The food, rubber and machinery industries and the chemical
and electrical engineering industries are also expanding. A
large part of the production is consumables such as
refrigerators, fans, light bulbs, radio and television sets.
The pharmaceutical industry is largely dominated by
multinational companies. There is also an artisanal
industrial production, especially of ceramics and rugs.
Pakistan has a significant trade deficit and receives
loans and financial assistance from a number of countries
and the World Bank. Contributions from Pakistani workers
abroad make up a large part of the country's foreign
The transfers showed a declining trend in the 1990s, and
were at their lowest with about one billion USD at the turn
of the millennium. Subsequently, transfers increased
sharply, to approximately $ 4 billion in 2003 and 2004.
The main export goods are various cotton goods ($ 6.6
million in 2003) and leather goods (4.8 million). In
2003/2004, oil and petroleum products accounted for 21 per
cent of total imports. Other imports include in particular
machinery and transport equipment, chemicals, iron and steel
products, and semi-finished products for industry. The most
important export markets as of 2017 are the United States
(17.7 percent), the United Kingdom (7.7 percent) and China
(6 percent), while the country imports most from China (27.4
percent), the United Arab Emirates (13.7 percent) and United
States (4.9 percent).
Transport and Communications
The transport network in Pakistan is of a very varied
nature, and is best developed in the north and in a belt
down to Karachi on the coast. Karachi is the country's most
important port city. A new deepwater port was opened in 2005
in Gwadar. There are 11,881 kilometers of railway (2019). A
railway connection to Turkmenistan via Afghanistan is
underway. Over half of the 263,775 kilometers of road
network are paved (2019). In 1978, Karakorum Highway opened,
a road link connecting Xinjiang Province in China. From 1997
there is a highway between Lahore and Islamabad.

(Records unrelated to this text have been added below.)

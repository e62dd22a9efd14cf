//! The module contains the errors the engine can throw.
//!
//! Every [`EngineError`] belongs to an [`ErrorKind`], which carries the
//! stable machine-readable code exposed to callers. Callers must branch on the
//! kind, never on the message.
//!
//! Only [`ErrorKind::InfrastructureFailure`] is retryable: every other kind is
//! detected before any write happens, so retrying with the same idempotency
//! key would fail the same way.
use sea_orm::{DbErr, SqlErr};
use serde::{Deserialize, Serialize};
use thiserror::Error;

/// Engine custom errors.
#[derive(Error, Debug)]
pub enum EngineError {
    #[error("\"{0}\" not found!")]
    NotFound(String),
    #[error("Invalid state: {0}")]
    InvalidState(String),
    #[error("Insufficient balance: {0}")]
    InsufficientBalance(String),
    #[error("Wallet frozen: {0}")]
    Frozen(String),
    #[error("Forbidden: {0}")]
    Forbidden(String),
    #[error("Self targeting: {0}")]
    SelfTargeting(String),
    #[error("Duplicate request: {0}")]
    DuplicateRequest(String),
    #[error("Invalid signature: {0}")]
    SignatureInvalid(String),
    #[error("Expired: {0}")]
    Expired(String),
    #[error("Invalid input: {0}")]
    InvalidInput(String),
    #[error(transparent)]
    Database(#[from] DbErr),
}

/// Stable classification of [`EngineError`].
#[derive(Clone, Copy, Debug, PartialEq, Eq, Hash, Serialize, Deserialize)]
#[serde(rename_all = "SCREAMING_SNAKE_CASE")]
pub enum ErrorKind {
    NotFound,
    InvalidState,
    InsufficientBalance,
    Frozen,
    Forbidden,
    SelfTargeting,
    DuplicateRequest,
    SignatureInvalid,
    Expired,
    InvalidInput,
    InfrastructureFailure,
}

impl ErrorKind {
    /// Machine-readable code, stable across releases.
    #[must_use]
    pub const fn code(self) -> &'static str {
        match self {
            Self::NotFound => "NOT_FOUND",
            Self::InvalidState => "INVALID_STATE",
            Self::InsufficientBalance => "INSUFFICIENT_BALANCE",
            Self::Frozen => "WALLET_FROZEN",
            Self::Forbidden => "FORBIDDEN",
            Self::SelfTargeting => "SELF_TARGETING",
            Self::DuplicateRequest => "DUPLICATE_REQUEST",
            Self::SignatureInvalid => "SIGNATURE_INVALID",
            Self::Expired => "QR_EXPIRED",
            Self::InvalidInput => "INVALID_INPUT",
            Self::InfrastructureFailure => "INFRASTRUCTURE_FAILURE",
        }
    }

    /// Whether a retry with the same idempotency key may succeed.
    #[must_use]
    pub const fn is_retryable(self) -> bool {
        matches!(self, Self::InfrastructureFailure)
    }
}

impl core::fmt::Display for ErrorKind {
    fn fmt(&self, f: &mut core::fmt::Formatter<'_>) -> core::fmt::Result {
        f.write_str(self.code())
    }
}

impl EngineError {
    #[must_use]
    pub fn kind(&self) -> ErrorKind {
        match self {
            Self::NotFound(_) => ErrorKind::NotFound,
            Self::InvalidState(_) => ErrorKind::InvalidState,
            Self::InsufficientBalance(_) => ErrorKind::InsufficientBalance,
            Self::Frozen(_) => ErrorKind::Frozen,
            Self::Forbidden(_) => ErrorKind::Forbidden,
            Self::SelfTargeting(_) => ErrorKind::SelfTargeting,
            Self::DuplicateRequest(_) => ErrorKind::DuplicateRequest,
            Self::SignatureInvalid(_) => ErrorKind::SignatureInvalid,
            Self::Expired(_) => ErrorKind::Expired,
            Self::InvalidInput(_) => ErrorKind::InvalidInput,
            Self::Database(_) => ErrorKind::InfrastructureFailure,
        }
    }

    #[must_use]
    pub fn is_retryable(&self) -> bool {
        self.kind().is_retryable()
    }

    /// True when the database rejected a write because of a UNIQUE index,
    /// which is how two racing requests with the same idempotency key surface.
    pub(crate) fn is_unique_violation(&self) -> bool {
        match self {
            Self::Database(err) => {
                matches!(err.sql_err(), Some(SqlErr::UniqueConstraintViolation(_)))
            }
            _ => false,
        }
    }
}

impl PartialEq for EngineError {
    fn eq(&self, other: &Self) -> bool {
        match (self, other) {
            (Self::NotFound(a), Self::NotFound(b)) => a == b,
            (Self::InvalidState(a), Self::InvalidState(b)) => a == b,
            (Self::InsufficientBalance(a), Self::InsufficientBalance(b)) => a == b,
            (Self::Frozen(a), Self::Frozen(b)) => a == b,
            (Self::Forbidden(a), Self::Forbidden(b)) => a == b,
            (Self::SelfTargeting(a), Self::SelfTargeting(b)) => a == b,
            (Self::DuplicateRequest(a), Self::DuplicateRequest(b)) => a == b,
            (Self::SignatureInvalid(a), Self::SignatureInvalid(b)) => a == b,
            (Self::Expired(a), Self::Expired(b)) => a == b,
            (Self::InvalidInput(a), Self::InvalidInput(b)) => a == b,
            (Self::Database(a), Self::Database(b)) => a.to_string() == b.to_string(),
            _ => false,
        }
    }
}

#[cfg(test)]
mod tests {
    use super::*;

    #[test]
    fn codes_are_distinct() {
        let kinds = [
            ErrorKind::NotFound,
            ErrorKind::InvalidState,
            ErrorKind::InsufficientBalance,
            ErrorKind::Frozen,
            ErrorKind::Forbidden,
            ErrorKind::SelfTargeting,
            ErrorKind::DuplicateRequest,
            ErrorKind::SignatureInvalid,
            ErrorKind::Expired,
            ErrorKind::InvalidInput,
            ErrorKind::InfrastructureFailure,
        ];
        let mut codes: Vec<&str> = kinds.iter().map(|k| k.code()).collect();
        codes.sort_unstable();
        codes.dedup();
        assert_eq!(codes.len(), kinds.len());
    }

    #[test]
    fn only_database_errors_are_retryable() {
        assert!(EngineError::Database(DbErr::Custom("lock timeout".to_string())).is_retryable());
        assert!(!EngineError::InsufficientBalance("wallet".to_string()).is_retryable());
        assert!(!EngineError::InvalidState("qr already used".to_string()).is_retryable());
    }

    #[test]
    fn custom_db_error_is_not_a_unique_violation() {
        let err = EngineError::Database(DbErr::Custom("boom".to_string()));
        assert!(!err.is_unique_violation());
        assert_eq!(err.kind(), ErrorKind::InfrastructureFailure);
    }
}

In Karachi, the city's own urban train network ('urban
train') was reopened in 2005 after extensive modernization
since 1998. The city has over 15,000 city buses; all
privately owned. Motor rickshaws, three-wheeled scooters
with roofs and doors and imaginative decorations, make their
mark on the traffic in many cities. Tongas, two-wheeled
horse carts, are still in use. International airports can be
found at Karachi, Rawalpindi / Islamabad, Lahore, Peshawar
and Quetta. Four private airlines compete with the 50
percent state-owned Pakistan International Airlines (PIA)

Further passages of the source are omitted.